The 84th Training Command ("Railsplitters") is a formation of the United States Army. During World War I it was designated the 84th Division, American Expeditionary Forces; during World War II it was known as the 84th Infantry Division. From 1946 to 1952, the division was a part of the United States Army Reserve as the 84th Airborne Division. In 1959, the division was reorganized and redesignated once more as the 84th Division. The division was headquartered in Milwaukee in command of over 4,100 soldiers divided into eight brigades—including an ROTC brigade—spread throughout seven states.

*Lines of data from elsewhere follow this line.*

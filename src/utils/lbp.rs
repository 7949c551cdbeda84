//! Rotation-invariant uniform local binary patterns (P = 8, R = 1)
//!
//! Each pixel is compared with 8 neighbours sampled on a unit circle, starting
//! at the right-hand neighbour and turning counter-clockwise. Diagonal samples
//! are bilinearly interpolated; samples that fall outside the image read as 0.
//! A neighbour sets its bit when it is greater than or equal to the centre.
//!
//! The code is the number of set bits when the pattern has at most two 0/1
//! transitions between consecutive neighbours 0..7 (the last-to-first pair is
//! not counted), and `P + 1` otherwise. Codes are therefore in `0..=9`.

use crate::config::PARALLEL_MIN_PIXELS;
use crate::models::{BitMatrix, LBP_BINS};
use rayon::prelude::*;

/// Sampling points on the circle
pub const LBP_POINTS: usize = 8;

/// Code assigned to non-uniform patterns
pub const NON_UNIFORM_CODE: u8 = LBP_POINTS as u8 + 1;

/// (row, col) offsets: (-sin(2*pi*i/8), cos(2*pi*i/8)) rounded to 5 decimals
const OFFSETS: [(f64, f64); LBP_POINTS] = [
    (0.0, 1.0),
    (-0.70711, 0.70711),
    (-1.0, 0.0),
    (-0.70711, -0.70711),
    (0.0, -1.0),
    (0.70711, -0.70711),
    (1.0, 0.0),
    (0.70711, 0.70711),
];

#[inline]
fn pixel(gray: &[u8], width: usize, height: usize, row: isize, col: isize) -> f64 {
    if row < 0 || col < 0 || row as usize >= height || col as usize >= width {
        return 0.0;
    }
    gray[row as usize * width + col as usize] as f64
}

#[inline]
fn bilinear(gray: &[u8], width: usize, height: usize, r: f64, c: f64) -> f64 {
    let min_r = r.floor();
    let min_c = c.floor();
    let max_r = r.ceil();
    let max_c = c.ceil();
    let dr = r - min_r;
    let dc = c - min_c;

    let top_left = pixel(gray, width, height, min_r as isize, min_c as isize);
    let top_right = pixel(gray, width, height, min_r as isize, max_c as isize);
    let bottom_left = pixel(gray, width, height, max_r as isize, min_c as isize);
    let bottom_right = pixel(gray, width, height, max_r as isize, max_c as isize);

    let top = (1.0 - dc) * top_left + dc * top_right;
    let bottom = (1.0 - dc) * bottom_left + dc * bottom_right;
    (1.0 - dr) * top + dr * bottom
}

/// Uniform LBP code of the pixel at (x, y)
pub fn uniform_lbp_code(gray: &[u8], width: usize, height: usize, x: usize, y: usize) -> u8 {
    let center = gray[y * width + x] as f64;
    let mut bits = [false; LBP_POINTS];
    for (bit, &(dr, dc)) in bits.iter_mut().zip(OFFSETS.iter()) {
        let sample = bilinear(gray, width, height, y as f64 + dr, x as f64 + dc);
        *bit = sample - center >= 0.0;
    }

    let transitions = bits.windows(2).filter(|w| w[0] != w[1]).count();
    if transitions <= 2 {
        bits.iter().filter(|&&b| b).count() as u8
    } else {
        NON_UNIFORM_CODE
    }
}

fn code_row(gray: &[u8], width: usize, height: usize, y: usize, out: &mut [u8]) {
    for (x, code) in out.iter_mut().enumerate() {
        *code = uniform_lbp_code(gray, width, height, x, y);
    }
}

/// Uniform LBP code for every pixel, row-major
pub fn uniform_lbp(gray: &[u8], width: usize, height: usize) -> Vec<u8> {
    let mut codes = vec![0u8; width * height];
    if width == 0 {
        return codes;
    }

    if width * height >= PARALLEL_MIN_PIXELS {
        codes
            .par_chunks_mut(width)
            .enumerate()
            .for_each(|(y, row)| code_row(gray, width, height, y, row));
    } else {
        for (y, row) in codes.chunks_mut(width).enumerate() {
            code_row(gray, width, height, y, row);
        }
    }

    codes
}

/// Histogram of codes under `mask`, normalized to sum to 1
///
/// Bin k counts code k. An empty selection yields all zeros.
pub fn masked_histogram(codes: &[u8], mask: &BitMatrix) -> [f64; LBP_BINS] {
    let mut counts = [0u64; LBP_BINS];
    for idx in mask.iter_ones() {
        let code = codes[idx] as usize;
        if code < LBP_BINS {
            counts[code] += 1;
        }
    }

    let total: u64 = counts.iter().sum();
    let denom = if total == 0 { 1e-6 } else { total as f64 };

    let mut hist = [0.0; LBP_BINS];
    for (h, &c) in hist.iter_mut().zip(counts.iter()) {
        *h = c as f64 / denom;
    }
    hist
}
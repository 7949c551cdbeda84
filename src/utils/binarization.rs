//! White-region masking

use crate::models::BitMatrix;

/// Global threshold mask: true where luminance is strictly above `threshold`
///
/// Fixed, not adaptive: a pixel at exactly `threshold` is not white.
pub fn white_mask(gray: &[u8], width: usize, height: usize, threshold: u8) -> BitMatrix {
    let mut mask = BitMatrix::new(width, height);

    for (idx, &value) in gray.iter().take(width * height).enumerate() {
        if value > threshold {
            mask.set_index(idx, true);
        }
    }

    mask
}

/// Luminance values selected by `mask`, in row-major order
pub fn masked_values(gray: &[u8], mask: &BitMatrix) -> Vec<u8> {
    mask.iter_ones().map(|idx| gray[idx]).collect()
}
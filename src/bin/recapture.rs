use clap::{Parser, Subcommand};
use qr_recapture::logger;
use qr_recapture::tools::{dataset_iter, dataset_root_from_env, load_color_image};
use qr_recapture::{BatchSummary, ExtractorConfig, FeatureExtractor, ForestModel, Pipeline};
use std::path::{Path, PathBuf};
use std::process::ExitCode;
use std::time::Instant;
use tracing::{error, info, warn};

#[derive(Parser)]
#[command(name = "recapture", version, about = "Original vs recaptured QR photo classifier")]
struct Cli {
    /// Override the white threshold (0-255, strict)
    #[arg(long, global = true)]
    threshold: Option<u8>,

    #[command(subcommand)]
    command: Command,
}

#[derive(Subcommand)]
enum Command {
    /// Print the feature vector of an image as JSON
    Extract {
        #[arg(long)]
        image: PathBuf,
    },
    /// Classify a single image
    Classify {
        #[arg(long)]
        image: PathBuf,
        #[arg(long)]
        model: PathBuf,
    },
    /// Classify every image under a directory
    Batch {
        #[arg(long)]
        root: Option<PathBuf>,
        #[arg(long)]
        model: PathBuf,
        #[arg(long)]
        limit: Option<usize>,
    },
}

fn main() -> ExitCode {
    logger::init();
    let cli = Cli::parse();

    let mut config = ExtractorConfig::default();
    if let Some(threshold) = cli.threshold {
        config = config.with_white_threshold(threshold);
    }
    let extractor = FeatureExtractor::new(config);

    match cli.command {
        Command::Extract { image } => extract_cmd(&extractor, &image),
        Command::Classify { image, model } => classify_cmd(extractor, &image, &model),
        Command::Batch { root, model, limit } => batch_cmd(extractor, root, &model, limit),
    }
}

fn build_pipeline(extractor: FeatureExtractor, model: &Path) -> Option<Pipeline<ForestModel>> {
    let model = match ForestModel::load(model) {
        Ok(model) => model,
        Err(err) => {
            error!("Failed to load model {}: {}", model.display(), err);
            return None;
        }
    };
    match Pipeline::new(extractor, model) {
        Ok(pipeline) => Some(pipeline),
        Err(err) => {
            error!("Model is incompatible: {}", err);
            None
        }
    }
}

fn extract_cmd(extractor: &FeatureExtractor, image: &Path) -> ExitCode {
    let img = match load_color_image(image) {
        Ok(img) => img,
        Err(err) => {
            error!("Failed to load image {}: {}", image.display(), err);
            return ExitCode::FAILURE;
        }
    };

    let features = extractor.extract(&img);
    if features.is_insufficient_signal() {
        warn!("No white region found in {}", image.display());
    }
    match serde_json::to_string_pretty(&features.summary()) {
        Ok(json) => {
            println!("{json}");
            ExitCode::SUCCESS
        }
        Err(err) => {
            error!("Failed to serialize features: {}", err);
            ExitCode::FAILURE
        }
    }
}

fn classify_cmd(extractor: FeatureExtractor, image: &Path, model: &Path) -> ExitCode {
    let Some(pipeline) = build_pipeline(extractor, model) else {
        return ExitCode::FAILURE;
    };

    match pipeline.classify_path(image) {
        Ok(result) => match serde_json::to_string(&result) {
            Ok(json) => {
                println!("{json}");
                ExitCode::SUCCESS
            }
            Err(err) => {
                error!("Failed to serialize result: {}", err);
                ExitCode::FAILURE
            }
        },
        Err(err) if err.is_insufficient_signal() => {
            warn!("Insufficient features: no white region in {}", image.display());
            ExitCode::from(2)
        }
        Err(err) => {
            error!("Failed to classify {}: {}", image.display(), err);
            ExitCode::FAILURE
        }
    }
}

fn batch_cmd(
    extractor: FeatureExtractor,
    root: Option<PathBuf>,
    model: &Path,
    limit: Option<usize>,
) -> ExitCode {
    let Some(pipeline) = build_pipeline(extractor, model) else {
        return ExitCode::FAILURE;
    };

    let root = root.unwrap_or_else(dataset_root_from_env);
    let images: Vec<PathBuf> = dataset_iter(&root, limit).collect();
    if images.is_empty() {
        warn!("No images found under {}", root.display());
        return ExitCode::SUCCESS;
    }

    info!("Classifying {} images under {}", images.len(), root.display());
    let start = Instant::now();
    let items = pipeline.classify_batch(images);
    let elapsed = start.elapsed();

    for item in &items {
        match &item.outcome {
            Ok(result) => println!("{}\t{}", item.path.display(), result),
            Err(err) => println!("{}\terror: {}", item.path.display(), err),
        }
    }

    let summary = BatchSummary::from_items(&items);
    println!(
        "Total: {}  original: {}  recaptured: {}  insufficient: {}  failed: {}  ({:.2?})",
        summary.total,
        summary.original,
        summary.recaptured,
        summary.insufficient_signal,
        summary.failed,
        elapsed
    );
    ExitCode::SUCCESS
}
use criterion::{Criterion, black_box, criterion_group, criterion_main};
use qr_recapture::utils::lbp::uniform_lbp;
use qr_recapture::{ColorImage, FeatureExtractor};

/// Checkerboard of 8px modules, bright and dark, like a QR code
fn qr_like(width: usize, height: usize) -> ColorImage {
    let mut data = Vec::with_capacity(width * height * 3);
    for y in 0..height {
        for x in 0..width {
            let v = if (x / 8 + y / 8) % 2 == 0 { 235 } else { 25 };
            data.extend_from_slice(&[v, v, v]);
        }
    }
    ColorImage::from_rgb(data, width, height).expect("valid image")
}

fn bench_extract_medium(c: &mut Criterion) {
    let image = qr_like(640, 480);
    let extractor = FeatureExtractor::with_white_threshold(200);
    c.bench_function("extract_640x480", |b| b.iter(|| extractor.extract(black_box(&image))));
}

fn bench_extract_large(c: &mut Criterion) {
    let image = qr_like(1920, 1080);
    let extractor = FeatureExtractor::with_white_threshold(200);
    c.bench_function("extract_1920x1080", |b| b.iter(|| extractor.extract(black_box(&image))));
}

fn bench_extract_sentinel(c: &mut Criterion) {
    let image = ColorImage::filled(640, 480, [128, 128, 128]).expect("valid image");
    let extractor = FeatureExtractor::with_white_threshold(200);
    c.bench_function("extract_640x480_no_white", |b| {
        b.iter(|| extractor.extract(black_box(&image)))
    });
}

fn bench_lbp_medium(c: &mut Criterion) {
    let gray: Vec<u8> = (0..640 * 480).map(|i| (i % 251) as u8).collect();
    c.bench_function("uniform_lbp_640x480", |b| {
        b.iter(|| uniform_lbp(black_box(&gray), black_box(640), black_box(480)))
    });
}

criterion_group!(
    benches,
    bench_extract_medium,
    bench_extract_large,
    bench_extract_sentinel,
    bench_lbp_medium
);
criterion_main!(benches);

Changes to the U.S. Army Reserve organizations from 2005 until 2007 redesigned the unit as the 84th Training Command (Leader Readiness) and it was paired with the Army Reserve Readiness Training Center (ARRTC). The flag resided at Fort McCoy, Wisconsin. As a result of Base Realignment and Closure (BRAC) throughout the Army, the ARRTC was moved to Fort Knox, Kentucky. The 84th Training Command (LR) underwent a command-directed move to Fort Knox, Kentucky in advance of the ARRTC in September 2008. Since the move, the 84th Training Command and ARRTC split, leaving the ARRTC with leader readiness and training support. The 84th Training Command was re-designated once again to 84th Training Command (Unit Readiness).

In September 2010, the 84th was renamed 84th Training Command and began reorganization. The 84th mission currently supports three numbered and three named training divisions – the 78th Training Division (Ft. Dix, NJ), the 86th Training Division (Ft. McCoy, WI), and the 91st Training Division (Ft. Hunter Liggett, CA), Atlantic Training Division (Ft. Dix, NJ), Great Lakes Training Division (Arlington Heights, IL), Pacific Training Division (Camp Parks, Dublin, CA)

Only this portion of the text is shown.